··· Given data

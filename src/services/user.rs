//! User service
//!
//! Implements the user directory:
//! - Lookup by identity-provider uid or email
//! - Idempotent creation keyed by `auth_uid`
//! - Resolving an [`AuthorRef`] to a stored user, provisioning unseen
//!   identity-provider users on demand

use crate::db::is_unique_violation;
use crate::db::repositories::UserRepository;
use crate::models::{canonical_uid, AuthorRef, CreateUserInput, User};
use anyhow::Context;
use chrono::Utc;
use std::sync::Arc;

/// Avatar generator used when a user has no avatar of their own
const DEFAULT_AVATAR_BASE: &str = "https://api.dicebear.com/7.x/avataaars/svg?seed=";

/// Placeholder email domain for users provisioned without an email
const PLACEHOLDER_EMAIL_DOMAIN: &str = "temp.local";

/// Error types for user service operations
#[derive(Debug, thiserror::Error)]
pub enum UserServiceError {
    /// Validation error (invalid input)
    #[error("Validation error: {0}")]
    ValidationError(String),

    /// User not found
    #[error("User not found: {0}")]
    NotFound(String),

    /// A concurrent insert claimed the username or uid
    #[error("User conflict: {0}")]
    Conflict(String),

    /// Internal error
    #[error("Internal error: {0}")]
    InternalError(#[from] anyhow::Error),
}

/// Optional profile fields supplied alongside a uid. Blank values count as
/// absent.
#[derive(Debug, Clone, Default)]
pub struct ProfileHints {
    pub username: Option<String>,
    pub email: Option<String>,
    pub display_name: Option<String>,
    pub avatar_url: Option<String>,
}

impl ProfileHints {
    fn normalized(self) -> Self {
        Self {
            username: non_blank(self.username),
            email: non_blank(self.email),
            display_name: non_blank(self.display_name),
            avatar_url: non_blank(self.avatar_url),
        }
    }
}

/// User service for the user directory
pub struct UserService {
    repo: Arc<dyn UserRepository>,
}

impl UserService {
    /// Create a new user service
    pub fn new(repo: Arc<dyn UserRepository>) -> Self {
        Self { repo }
    }

    /// Find a user by `auth_uid`, or by email when no uid is given.
    ///
    /// # Errors
    /// - `ValidationError` if neither key is given
    /// - `NotFound` if no user matches
    pub async fn find(
        &self,
        auth_uid: Option<&str>,
        email: Option<&str>,
    ) -> Result<User, UserServiceError> {
        let auth_uid = auth_uid
            .map(str::trim)
            .filter(|s| !s.is_empty())
            .map(|uid| canonical_uid(uid).unwrap_or_else(|| uid.to_string()));
        let email = email.map(str::trim).filter(|s| !s.is_empty());

        let (found, key) = match (auth_uid.as_deref(), email) {
            (Some(uid), _) => (
                self.repo
                    .get_by_auth_uid(uid)
                    .await
                    .context("Failed to look up user by auth_uid")?,
                uid,
            ),
            (None, Some(email)) => (
                self.repo
                    .get_by_email(email)
                    .await
                    .context("Failed to look up user by email")?,
                email,
            ),
            (None, None) => {
                return Err(UserServiceError::ValidationError(
                    "auth_uid or email is required".to_string(),
                ))
            }
        };

        found.ok_or_else(|| UserServiceError::NotFound(key.to_string()))
    }

    /// Create a user for `auth_uid`, or return the one that already exists.
    ///
    /// Returns the user and whether it was newly created. The username
    /// defaults to `user_<first 8 chars of uid>` and gets a `_<unix millis>`
    /// suffix when it is taken.
    ///
    /// # Errors
    /// - `ValidationError` if `auth_uid` or the email hint is missing, or
    ///   `auth_uid` is not UUID-shaped
    pub async fn create(
        &self,
        auth_uid: &str,
        hints: ProfileHints,
    ) -> Result<(User, bool), UserServiceError> {
        let hints = hints.normalized();
        if auth_uid.trim().is_empty() || hints.email.is_none() {
            return Err(UserServiceError::ValidationError(
                "auth_uid and email are required".to_string(),
            ));
        }
        let auth_uid = canonical_uid(auth_uid).ok_or_else(|| {
            UserServiceError::ValidationError(format!("auth_uid must be a UUID: {}", auth_uid))
        })?;

        self.create_or_get(&auth_uid, hints).await
    }

    /// Look up the user an identifier names, by the identifier's shape
    pub async fn resolve(&self, author: &AuthorRef) -> Result<Option<User>, UserServiceError> {
        let user = match author {
            AuthorRef::InternalId(id) => self.repo.get_by_id(*id).await,
            AuthorRef::ExternalId(uid) => self.repo.get_by_auth_uid(uid).await,
        }
        .with_context(|| format!("Failed to resolve user {}", author))?;
        Ok(user)
    }

    /// Like [`resolve`](Self::resolve) but fails with `NotFound` when absent
    pub async fn require(&self, author: &AuthorRef) -> Result<User, UserServiceError> {
        self.resolve(author)
            .await?
            .ok_or_else(|| UserServiceError::NotFound(author.to_string()))
    }

    /// Resolve an author, creating the user when an unseen identity-provider
    /// uid is given. Unknown internal ids are `NotFound`.
    pub async fn resolve_or_provision(
        &self,
        author: &AuthorRef,
        hints: ProfileHints,
    ) -> Result<User, UserServiceError> {
        if let Some(user) = self.resolve(author).await? {
            return Ok(user);
        }

        match author {
            AuthorRef::InternalId(id) => Err(UserServiceError::NotFound(id.to_string())),
            AuthorRef::ExternalId(uid) => {
                let (user, _) = self.create_or_get(uid, hints.normalized()).await?;
                tracing::info!("Provisioned user {} for auth_uid {}", user.id, uid);
                Ok(user)
            }
        }
    }

    async fn create_or_get(
        &self,
        auth_uid: &str,
        hints: ProfileHints,
    ) -> Result<(User, bool), UserServiceError> {
        if let Some(existing) = self
            .repo
            .get_by_auth_uid(auth_uid)
            .await
            .context("Failed to check existing user")?
        {
            return Ok((existing, false));
        }

        let base = hints
            .username
            .unwrap_or_else(|| format!("user_{}", auth_uid.chars().take(8).collect::<String>()));
        let username = if self
            .repo
            .username_exists(&base)
            .await
            .context("Failed to check username")?
        {
            format!("{}_{}", base, Utc::now().timestamp_millis())
        } else {
            base
        };

        let input = CreateUserInput {
            auth_uid: Some(auth_uid.to_string()),
            email: hints
                .email
                .unwrap_or_else(|| format!("{}@{}", auth_uid, PLACEHOLDER_EMAIL_DOMAIN)),
            display_name: Some(hints.display_name.unwrap_or_else(|| username.clone())),
            avatar_url: Some(
                hints
                    .avatar_url
                    .unwrap_or_else(|| format!("{}{}", DEFAULT_AVATAR_BASE, auth_uid)),
            ),
            bio: None,
            username,
        };

        match self.repo.create(&input).await {
            Ok(user) => Ok((user, true)),
            Err(e) if is_unique_violation(&e) => {
                // Another request created the same uid first.
                match self
                    .repo
                    .get_by_auth_uid(auth_uid)
                    .await
                    .context("Failed to re-read user")?
                {
                    Some(existing) => Ok((existing, false)),
                    None => Err(UserServiceError::Conflict(input.username)),
                }
            }
            Err(e) => Err(e.context("Failed to create user").into()),
        }
    }
}

fn non_blank(value: Option<String>) -> Option<String> {
    value
        .map(|v| v.trim().to_string())
        .filter(|v| !v.is_empty())
}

······

■ **Work task**
Look through the entries above and report each line where the string "trim" occurs.

■ **Answer below**
            .map(str::trim)
        let email = email.map(str::trim).filter(|s| !s.is_empty());
        if auth_uid.trim().is_empty() || hints.email.is_none() {
        .map(|v| v.trim().to_string())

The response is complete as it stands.